-- GIVEN RECORDS --
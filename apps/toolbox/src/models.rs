use serde::{Deserialize, Serialize};
use time::OffsetDateTime;
use uuid::Uuid;

use crate::services::kace::{RuleSnapshot, RuleTree};
use crate::services::qr::{QrContent, QrStyle};
use crate::storage::{KeyValueStore, Record, RecordList, SAVED_QR_CODES_KEY, SAVED_RULES_KEY};

pub type SavedRuleRepository<S> = RecordList<S, SavedRule>;
pub type SavedQrRepository<S> = RecordList<S, SavedQrCode>;

pub fn saved_rules<S: KeyValueStore>(store: S) -> SavedRuleRepository<S> {
    RecordList::new(store, SAVED_RULES_KEY)
}

pub fn saved_qr_codes<S: KeyValueStore>(store: S) -> SavedQrRepository<S> {
    RecordList::new(store, SAVED_QR_CODES_KEY)
}

#[derive(Clone, Debug, PartialEq, Serialize, Deserialize)]
#[serde(rename_all = "camelCase")]
pub struct SavedRule {
    pub id: String,
    pub name: String,
    #[serde(default)]
    pub description: String,
    #[serde(rename = "tree")]
    pub snapshot: RuleSnapshot,
    #[serde(default)]
    pub rule_string: String,
    #[serde(default)]
    pub created_at: i64,
    #[serde(default)]
    pub updated_at: i64,
}

impl SavedRule {
    pub fn new(
        name: impl Into<String>,
        description: impl Into<String>,
        tree: &RuleTree,
        rule_string: impl Into<String>,
    ) -> Self {
        let now = now_ms();
        Self {
            id: Uuid::new_v4().to_string(),
            name: name.into(),
            description: description.into(),
            snapshot: tree.snapshot(),
            rule_string: rule_string.into(),
            created_at: now,
            updated_at: now,
        }
    }

    /// Overwrites contents in place, keeping id and creation time.
    pub fn update(&mut self, tree: &RuleTree, rule_string: impl Into<String>) {
        self.snapshot = tree.snapshot();
        self.rule_string = rule_string.into();
        self.updated_at = now_ms();
    }
}

impl Record for SavedRule {
    fn id(&self) -> &str {
        &self.id
    }
}

#[derive(Clone, Debug, PartialEq, Serialize, Deserialize)]
#[serde(rename_all = "camelCase")]
pub struct SavedQrCode {
    pub id: String,
    pub name: String,
    pub content: QrContent,
    #[serde(default)]
    pub style: QrStyle,
    #[serde(default)]
    pub created_at: i64,
}

impl SavedQrCode {
    pub fn new(name: impl Into<String>, content: QrContent, style: QrStyle) -> Self {
        Self {
            id: Uuid::new_v4().to_string(),
            name: name.into(),
            content,
            style,
            created_at: now_ms(),
        }
    }
}

impl Record for SavedQrCode {
    fn id(&self) -> &str {
        &self.id
    }
}

pub fn now_ms() -> i64 {
    (OffsetDateTime::now_utc().unix_timestamp_nanos() / 1_000_000) as i64
}

/// `2024-03-09 14:05 UTC`; raw millis when out of range.
pub fn format_timestamp(ms: i64) -> String {
    match OffsetDateTime::from_unix_timestamp_nanos(i128::from(ms) * 1_000_000) {
        Ok(at) => format!(
            "{}-{:02}-{:02} {:02}:{:02} UTC",
            at.year(),
            u8::from(at.month()),
            at.day(),
            at.hour(),
            at.minute()
        ),
        Err(_) => ms.to_string(),
    }
}

#[cfg(test)]
mod tests {
    use super::*;
    use crate::services::qr::WifiEncryption;
    use crate::storage::{MemoryStore, StorageError};

    fn tree() -> RuleTree {
        let mut tree = RuleTree::new();
        let id = tree.add_condition(None, "FileExists").unwrap();
        tree.set_param(id, "path", r"C:\app.exe").unwrap();
        tree
    }

    #[test]
    fn saved_rules_use_exported_field_names() {
        let rule = SavedRule::new("App", "desc", &tree(), r"FileExists(C:\app.exe)");
        let json = serde_json::to_value(&rule).unwrap();
        assert!(json.get("tree").is_some());
        assert_eq!(json["ruleString"], r"FileExists(C:\app.exe)");
        assert!(json.get("createdAt").is_some());
    }

    #[test]
    fn rule_repository_round_trip() {
        let repo = saved_rules(MemoryStore::default());
        let mut rule = SavedRule::new("App", "", &tree(), "x");
        repo.upsert(rule.clone()).unwrap();

        rule.update(&RuleTree::new(), "y");
        let records = repo.upsert(rule.clone()).unwrap();
        assert_eq!(records.len(), 1);
        assert_eq!(repo.get(&rule.id).unwrap().rule_string, "y");

        repo.delete(&rule.id).unwrap();
        assert!(matches!(repo.get(&rule.id), Err(StorageError::NotFound(_))));
    }

    #[test]
    fn qr_codes_are_stored_under_their_own_key() {
        let store = MemoryStore::default();
        let repo = saved_qr_codes(store.clone());
        let code = SavedQrCode::new(
            "Guest WiFi",
            QrContent::Wifi {
                ssid: "Guest".into(),
                password: "pw".into(),
                encryption: WifiEncryption::Wpa,
                hidden: false,
            },
            QrStyle::default(),
        );
        repo.upsert(code.clone()).unwrap();
        assert_eq!(repo.list().unwrap(), vec![code]);
        assert!(store.get(SAVED_QR_CODES_KEY).unwrap().is_some());
        assert!(store.get(SAVED_RULES_KEY).unwrap().is_none());
    }

    #[test]
    fn timestamps_format_in_utc() {
        assert_eq!(format_timestamp(0), "1970-01-01 00:00 UTC");
        assert_eq!(format_timestamp(1_710_000_000_000), "2024-03-09 16:00 UTC");
    }
}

-- YOUR TASK --
Please transcribe the material above precisely as it stands.

-- EXERCISE SOLUTION --
filename apps/toolbox/src/models.rs
use serde::{Deserialize, Serialize};
use time::OffsetDateTime;
use uuid::Uuid;

use crate::services::kace::{RuleSnapshot, RuleTree};
use crate::services::qr::{QrContent, QrStyle};
use crate::storage::{KeyValueStore, Record, RecordList, SAVED_QR_CODES_KEY, SAVED_RULES_KEY};

pub type SavedRuleRepository<S> = RecordList<S, SavedRule>;
pub type SavedQrRepository<S> = RecordList<S, SavedQrCode>;

pub fn saved_rules<S: KeyValueStore>(store: S) -> SavedRuleRepository<S> {
    RecordList::new(store, SAVED_RULES_KEY)
}

pub fn saved_qr_codes<S: KeyValueStore>(store: S) -> SavedQrRepository<S> {
    RecordList::new(store, SAVED_QR_CODES_KEY)
}

#[derive(Clone, Debug, PartialEq, Serialize, Deserialize)]
#[serde(rename_all = "camelCase")]
pub struct SavedRule {
    pub id: String,
    pub name: String,
    #[serde(default)]
    pub description: String,
    #[serde(rename = "tree")]
    pub snapshot: RuleSnapshot,
    #[serde(default)]
    pub rule_string: String,
    #[serde(default)]
    pub created_at: i64,
    #[serde(default)]
    pub updated_at: i64,
}

impl SavedRule {
    pub fn new(
        name: impl Into<String>,
        description: impl Into<String>,
        tree: &RuleTree,
        rule_string: impl Into<String>,
    ) -> Self {
        let now = now_ms();
        Self {
            id: Uuid::new_v4().to_string(),
            name: name.into(),
            description: description.into(),
            snapshot: tree.snapshot(),
            rule_string: rule_string.into(),
            created_at: now,
            updated_at: now,
        }
    }

    /// Overwrites contents in place, keeping id and creation time.
    pub fn update(&mut self, tree: &RuleTree, rule_string: impl Into<String>) {
        self.snapshot = tree.snapshot();
        self.rule_string = rule_string.into();
        self.updated_at = now_ms();
    }
}

impl Record for SavedRule {
    fn id(&self) -> &str {
        &self.id
    }
}

#[derive(Clone, Debug, PartialEq, Serialize, Deserialize)]
#[serde(rename_all = "camelCase")]
pub struct SavedQrCode {
    pub id: String,
    pub name: String,
    pub content: QrContent,
    #[serde(default)]
    pub style: QrStyle,
    #[serde(default)]
    pub created_at: i64,
}

impl SavedQrCode {
    pub fn new(name: impl Into<String>, content: QrContent, style: QrStyle) -> Self {
        Self {
            id: Uuid::new_v4().to_string(),
            name: name.into(),
            content,
            style,
            created_at: now_ms(),
        }
    }
}

impl Record for SavedQrCode {
    fn id(&self) -> &str {
        &self.id
    }
}

pub fn now_ms() -> i64 {
    (OffsetDateTime::now_utc().unix_timestamp_nanos() / 1_000_000) as i64
}

/// `2024-03-09 14:05 UTC`; raw millis when out of range.
pub fn format_timestamp(ms: i64) -> String {
    match OffsetDateTime::from_unix_timestamp_nanos(i128::from(ms) * 1_000_000) {
        Ok(at) => format!(
            "{}-{:02}-{:02} {:02}:{:02} UTC",
            at.year(),
            u8::from(at.month()),
            at.day(),
            at.hour(),
            at.minute()
        ),
        Err(_) => ms.to_string(),
    }
}

#[cfg(test)]
mod tests {
    use super::*;
    use crate::services::qr::WifiEncryption;
    use crate::storage::{MemoryStore, StorageError};

    fn tree() -> RuleTree {
        let mut tree = RuleTree::new();
        let id = tree.add_condition(None, "FileExists").unwrap();
        tree.set_param(id, "path", r"C:\app.exe").unwrap();
        tree
    }

    #[test]
    fn saved_rules_use_exported_field_names() {
        let rule = SavedRule::new("App", "desc", &tree(), r"FileExists(C:\app.exe)");
        let json = serde_json::to_value(&rule).unwrap();
        assert!(json.get("tree").is_some());
        assert_eq!(json["ruleString"], r"FileExists(C:\app.exe)");
        assert!(json.get("createdAt").is_some());
    }

    #[test]
    fn rule_repository_round_trip() {
        let repo = saved_rules(MemoryStore::default());
        let mut rule = SavedRule::new("App", "", &tree(), "x");
        repo.upsert(rule.clone()).unwrap();

        rule.update(&RuleTree::new(), "y");
        let records = repo.upsert(rule.clone()).unwrap();
        assert_eq!(records.len(), 1);
        assert_eq!(repo.get(&rule.id).unwrap().rule_string, "y");

        repo.delete(&rule.id).unwrap();
        assert!(matches!(repo.get(&rule.id), Err(StorageError::NotFound(_))));
    }

    #[test]
    fn qr_codes_are_stored_under_their_own_key() {
        let store = MemoryStore::default();
        let repo = saved_qr_codes(store.clone());
        let code = SavedQrCode::new(
            "Guest WiFi",
            QrContent::Wifi {
                ssid: "Guest".into(),
                password: "pw".into(),
                encryption: WifiEncryption::Wpa,
                hidden: false,
            },
            QrStyle::default(),
        );
        repo.upsert(code.clone()).unwrap();
        assert_eq!(repo.list().unwrap(), vec![code]);
        assert!(store.get(SAVED_QR_CODES_KEY).unwrap().is_some());
        assert!(store.get(SAVED_RULES_KEY).unwrap().is_none());
    }

    #[test]
    fn timestamps_format_in_utc() {
        assert_eq!(format_timestamp(0), "1970-01-01 00:00 UTC");
        assert_eq!(format_timestamp(1_710_000_000_000), "2024-03-09 16:00 UTC");
    }
}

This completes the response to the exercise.